Fußball: Kreisliga B
Förstermann fühlt sich verschaukelt

Greven -

2:4 in Mecklenbeck verloren. Doch das war noch nicht das schlimmste Ereignis für Dirk Förstermann, Trainer der Reserve des SC Greven 09.

Sonntag, 20.10.2019, 20:00 Uhr

Richtig angefressen war 09-Trainer Dirk Förstermann nach dem Auswärtsspiel beim FC Mecklenbeck. Dabei war weder das Wetter, noch die Leistung seiner Mannschaft und auch nicht das Ergebnis (2:4) der Grund für den Stimmungs-Abschwung des Coaches. „So etwas habe ich noch nicht erlebt. Ich war selbst jahrelang Schiedsrichter. Allein deshalb sage ich nie etwas über die Leistung der Referees. Aber diesmal muss ich eine Ausnahme machen. Der Schiri hat uns eindeutig verpfiffen“, sagte Förstermann nach der Pleite in Mecklenbeck.

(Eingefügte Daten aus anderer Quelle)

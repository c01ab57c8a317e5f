//! State change batches.
//!
//! A `StateChanges` value declares every mutation a resolution wants to
//! make: effects to add and remove per player, role reassignments, an
//! optional phase change, and history events. The applier commits a batch
//! atomically; nothing else mutates game state.

use std::collections::BTreeMap;

use serde::{Deserialize, Serialize};

use crate::core::{EffectId, EffectInstance, HistoryEvent, Phase, PlayerId, RoleId};

/// A batch of declared state mutations.
///
/// Per-player maps are ordered by `PlayerId`, so applying the same batch
/// always touches players in the same order.
#[derive(Clone, Debug, Default, PartialEq, Eq, Serialize, Deserialize)]
pub struct StateChanges {
    /// Effects to add, per player.
    pub add_effects: BTreeMap<PlayerId, Vec<EffectInstance>>,

    /// Effects to remove, per player.
    pub remove_effects: BTreeMap<PlayerId, Vec<EffectId>>,

    /// Role reassignments.
    pub change_roles: BTreeMap<PlayerId, RoleId>,

    /// Phase transition, if any.
    pub phase: Option<Phase>,

    /// History events, committed in order.
    pub history: Vec<HistoryEvent>,
}

impl StateChanges {
    /// Create an empty batch.
    #[must_use]
    pub fn new() -> Self {
        Self::default()
    }

    // === Mutating API ===

    /// Add an effect to a player.
    pub fn add_effect(&mut self, player: PlayerId, instance: EffectInstance) {
        self.add_effects.entry(player).or_default().push(instance);
    }

    /// Remove an effect from a player.
    pub fn remove_effect(&mut self, player: PlayerId, effect: EffectId) {
        self.remove_effects.entry(player).or_default().push(effect);
    }

    /// Reassign a player's role. A later reassignment of the same player wins.
    pub fn change_role(&mut self, player: PlayerId, role: RoleId) {
        self.change_roles.insert(player, role);
    }

    /// Set the phase.
    pub fn set_phase(&mut self, phase: Phase) {
        self.phase = Some(phase);
    }

    /// Append a history event.
    pub fn record(&mut self, event: HistoryEvent) {
        self.history.push(event);
    }

    /// Append another batch after this one.
    ///
    /// Applying the merged batch has the same effect as applying the two
    /// in sequence. A removal in `other` cancels additions of the same
    /// effect already queued here and still removes any existing
    /// instance. Later role and phase changes win, and history keeps
    /// execution order.
    pub fn merge(&mut self, other: StateChanges) {
        for (player, effects) in other.remove_effects {
            if let Some(pending) = self.add_effects.get_mut(&player) {
                pending.retain(|instance| !effects.contains(&instance.effect));
                if pending.is_empty() {
                    self.add_effects.remove(&player);
                }
            }
            self.remove_effects.entry(player).or_default().extend(effects);
        }
        for (player, instances) in other.add_effects {
            self.add_effects.entry(player).or_default().extend(instances);
        }
        self.change_roles.extend(other.change_roles);
        if other.phase.is_some() {
            self.phase = other.phase;
        }
        self.history.extend(other.history);
    }

    // === Builder API ===

    /// Add an effect (builder pattern).
    #[must_use]
    pub fn with_effect(mut self, player: PlayerId, instance: EffectInstance) -> Self {
        self.add_effect(player, instance);
        self
    }

    /// Remove an effect (builder pattern).
    #[must_use]
    pub fn without_effect(mut self, player: PlayerId, effect: EffectId) -> Self {
        self.remove_effect(player, effect);
        self
    }

    /// Reassign a role (builder pattern).
    #[must_use]
    pub fn with_role(mut self, player: PlayerId, role: RoleId) -> Self {
        self.change_role(player, role);
        self
    }

    /// Set the phase (builder pattern).
    #[must_use]
    pub fn with_phase(mut self, phase: Phase) -> Self {
        self.set_phase(phase);
        self
    }

    /// Append a history event (builder pattern).
    #[must_use]
    pub fn with_event(mut self, event: HistoryEvent) -> Self {
        self.record(event);
        self
    }

    // === Queries ===

    /// Check if the batch mutates state (ignoring history).
    #[must_use]
    pub fn has_mutations(&self) -> bool {
        self.add_effects.values().any(|v| !v.is_empty())
            || self.remove_effects.values().any(|v| !v.is_empty())
            || !self.change_roles.is_empty()
            || self.phase.is_some()
    }

    /// Check if the batch does nothing at all.
    #[must_use]
    pub fn is_empty(&self) -> bool {
        !self.has_mutations() && self.history.is_empty()
    }

    /// Iterate over history events in order.
    pub fn events(&self) -> impl Iterator<Item = &HistoryEvent> {
        self.history.iter()
    }

    /// Effects this batch adds to a player.
    #[must_use]
    pub fn added_for(&self, player: PlayerId) -> &[EffectInstance] {
        self.add_effects.get(&player).map(Vec::as_slice).unwrap_or(&[])
    }

    /// Effects this batch removes from a player.
    #[must_use]
    pub fn removed_for(&self, player: PlayerId) -> &[EffectId] {
        self.remove_effects.get(&player).map(Vec::as_slice).unwrap_or(&[])
    }
}
//! Effects every ruleset carries.

use crate::core::EffectId;

use super::definition::{BehaviorFlags, EffectDefinition};

/// The death marker.
///
/// Dead players do not wake at night and cannot nominate. They keep
/// their other effects, so misregistration persists after death.
#[must_use]
pub fn dead() -> EffectDefinition {
    EffectDefinition::new(EffectId::DEAD, "Dead").with_flags(BehaviorFlags {
        blocks_waking: true,
        blocks_nomination: true,
        ..BehaviorFlags::NONE
    })
}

Die Gäste aus Greven hätten eine durchaus ansehnliche Leistung geboten und den 0:1-Rückstand durch Julius Wiedeyer wettgemacht. Wenig später gelang Timo Aymanns sogar ein Traumtor zum 2:1. Doch danach habe der Schiedsrichter alles kaputtgepfiffen und das ganze Spiel in eine andere Richtung gelenkt. „Es waren unglaubliche Entscheidungen dabei, zudem gab es sehr viele gelbe Karten. Das war alles gar nicht nachvollziehbar“, konnte sich Förstermann kaum beruhigen.

Die 09-er selbst hätten im Prinzip eine gute Leistung geboten, alles reingeworfen und eigentlich mindestens einen Punkt verdient gehabt. „Doch das sollte wohl einfach nicht sein“, so der pudelnasse Förstermann abschließend.